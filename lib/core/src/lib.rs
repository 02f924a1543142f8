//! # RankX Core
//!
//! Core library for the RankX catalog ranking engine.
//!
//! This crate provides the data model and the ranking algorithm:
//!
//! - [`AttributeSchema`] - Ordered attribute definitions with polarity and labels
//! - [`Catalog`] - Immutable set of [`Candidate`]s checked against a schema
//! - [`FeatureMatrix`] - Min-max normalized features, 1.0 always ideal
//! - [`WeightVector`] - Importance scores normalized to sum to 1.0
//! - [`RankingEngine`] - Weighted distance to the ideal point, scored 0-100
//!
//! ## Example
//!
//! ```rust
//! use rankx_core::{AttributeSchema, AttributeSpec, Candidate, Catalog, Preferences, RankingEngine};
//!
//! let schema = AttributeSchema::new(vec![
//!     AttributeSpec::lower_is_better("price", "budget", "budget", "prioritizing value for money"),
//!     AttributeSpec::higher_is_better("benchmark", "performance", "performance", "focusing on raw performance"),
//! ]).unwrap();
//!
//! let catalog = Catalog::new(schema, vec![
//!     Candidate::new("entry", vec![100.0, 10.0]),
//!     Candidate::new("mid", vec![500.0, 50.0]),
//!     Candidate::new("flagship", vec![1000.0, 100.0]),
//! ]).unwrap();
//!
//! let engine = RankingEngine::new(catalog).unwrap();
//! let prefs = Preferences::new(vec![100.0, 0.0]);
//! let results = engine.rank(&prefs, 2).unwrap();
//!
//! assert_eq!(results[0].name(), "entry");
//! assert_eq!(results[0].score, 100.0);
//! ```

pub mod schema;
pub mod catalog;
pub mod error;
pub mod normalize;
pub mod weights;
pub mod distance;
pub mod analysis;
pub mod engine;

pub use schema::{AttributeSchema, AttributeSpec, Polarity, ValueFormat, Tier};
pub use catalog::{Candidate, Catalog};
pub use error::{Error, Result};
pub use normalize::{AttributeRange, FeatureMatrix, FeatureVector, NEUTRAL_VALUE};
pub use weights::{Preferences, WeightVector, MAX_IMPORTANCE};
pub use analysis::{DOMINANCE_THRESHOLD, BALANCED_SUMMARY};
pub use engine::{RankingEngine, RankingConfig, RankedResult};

+-------+

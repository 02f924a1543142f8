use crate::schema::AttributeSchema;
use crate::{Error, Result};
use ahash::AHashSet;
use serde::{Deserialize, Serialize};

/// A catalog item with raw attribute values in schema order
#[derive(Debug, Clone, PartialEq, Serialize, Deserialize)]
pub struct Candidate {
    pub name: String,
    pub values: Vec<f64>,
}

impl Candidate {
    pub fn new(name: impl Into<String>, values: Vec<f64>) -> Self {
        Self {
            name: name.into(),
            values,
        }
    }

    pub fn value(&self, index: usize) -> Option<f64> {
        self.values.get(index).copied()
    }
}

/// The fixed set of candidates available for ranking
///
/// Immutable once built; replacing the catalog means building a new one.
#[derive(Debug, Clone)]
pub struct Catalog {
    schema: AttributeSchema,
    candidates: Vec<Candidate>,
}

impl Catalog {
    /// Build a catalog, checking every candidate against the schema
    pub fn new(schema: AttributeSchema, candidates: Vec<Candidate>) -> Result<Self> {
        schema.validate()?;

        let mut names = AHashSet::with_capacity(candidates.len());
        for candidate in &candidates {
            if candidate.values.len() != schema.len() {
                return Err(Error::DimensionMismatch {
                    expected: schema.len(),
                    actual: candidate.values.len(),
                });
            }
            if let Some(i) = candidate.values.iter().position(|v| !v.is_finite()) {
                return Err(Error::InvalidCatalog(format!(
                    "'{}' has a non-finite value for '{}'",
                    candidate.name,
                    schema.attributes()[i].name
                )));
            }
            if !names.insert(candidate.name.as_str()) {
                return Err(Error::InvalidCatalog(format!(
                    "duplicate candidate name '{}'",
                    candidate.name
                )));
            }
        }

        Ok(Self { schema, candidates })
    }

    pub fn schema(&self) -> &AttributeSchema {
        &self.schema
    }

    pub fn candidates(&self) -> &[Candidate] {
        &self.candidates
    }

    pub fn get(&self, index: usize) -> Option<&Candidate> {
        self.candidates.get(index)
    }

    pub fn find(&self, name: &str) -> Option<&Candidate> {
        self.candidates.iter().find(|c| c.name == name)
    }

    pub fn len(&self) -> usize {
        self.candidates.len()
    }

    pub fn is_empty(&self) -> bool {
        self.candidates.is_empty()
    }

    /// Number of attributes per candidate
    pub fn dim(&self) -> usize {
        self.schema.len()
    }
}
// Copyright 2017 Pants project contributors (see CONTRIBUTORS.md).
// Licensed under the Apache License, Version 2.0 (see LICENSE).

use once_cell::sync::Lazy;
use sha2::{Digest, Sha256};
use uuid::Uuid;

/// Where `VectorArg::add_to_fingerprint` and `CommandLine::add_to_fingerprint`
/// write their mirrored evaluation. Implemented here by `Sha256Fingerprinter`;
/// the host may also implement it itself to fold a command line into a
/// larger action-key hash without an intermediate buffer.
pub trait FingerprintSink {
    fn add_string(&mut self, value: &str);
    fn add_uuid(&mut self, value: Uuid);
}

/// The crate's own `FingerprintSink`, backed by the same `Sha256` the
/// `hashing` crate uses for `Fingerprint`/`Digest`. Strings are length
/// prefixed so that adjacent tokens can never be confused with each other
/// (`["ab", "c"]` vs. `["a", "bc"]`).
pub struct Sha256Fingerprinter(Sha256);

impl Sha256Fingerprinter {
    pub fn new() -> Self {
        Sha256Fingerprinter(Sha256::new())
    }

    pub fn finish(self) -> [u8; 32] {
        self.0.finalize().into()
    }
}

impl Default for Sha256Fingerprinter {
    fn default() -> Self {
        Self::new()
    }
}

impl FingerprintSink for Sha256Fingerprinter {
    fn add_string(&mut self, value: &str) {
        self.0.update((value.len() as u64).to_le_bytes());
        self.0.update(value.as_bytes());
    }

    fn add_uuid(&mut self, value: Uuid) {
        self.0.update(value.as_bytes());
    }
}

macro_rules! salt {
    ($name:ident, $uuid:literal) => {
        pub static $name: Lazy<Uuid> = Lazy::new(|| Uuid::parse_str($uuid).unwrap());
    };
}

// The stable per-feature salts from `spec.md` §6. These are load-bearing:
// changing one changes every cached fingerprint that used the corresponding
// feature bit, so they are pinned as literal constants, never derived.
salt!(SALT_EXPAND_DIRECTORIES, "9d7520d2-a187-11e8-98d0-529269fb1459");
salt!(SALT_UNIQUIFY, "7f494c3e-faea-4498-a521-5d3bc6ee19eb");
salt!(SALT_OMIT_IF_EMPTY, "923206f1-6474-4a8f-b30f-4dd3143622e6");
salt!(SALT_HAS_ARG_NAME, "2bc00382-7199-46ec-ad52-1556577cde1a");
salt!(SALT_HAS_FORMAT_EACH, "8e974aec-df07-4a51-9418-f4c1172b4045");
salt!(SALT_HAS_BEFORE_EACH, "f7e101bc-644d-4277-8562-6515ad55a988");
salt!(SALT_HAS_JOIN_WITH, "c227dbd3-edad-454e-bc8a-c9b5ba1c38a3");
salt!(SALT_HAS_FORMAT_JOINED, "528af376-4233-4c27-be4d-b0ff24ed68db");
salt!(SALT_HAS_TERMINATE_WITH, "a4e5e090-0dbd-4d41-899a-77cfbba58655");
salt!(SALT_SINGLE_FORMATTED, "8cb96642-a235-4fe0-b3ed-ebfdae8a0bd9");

+-------+

WHAT THE TASK ASKS: Copy down every line of the entries containing the word "against".

ANSWER TO THIS TASK:
//! - [`Catalog`] - Immutable set of [`Candidate`]s checked against a schema
    /// Build a catalog, checking every candidate against the schema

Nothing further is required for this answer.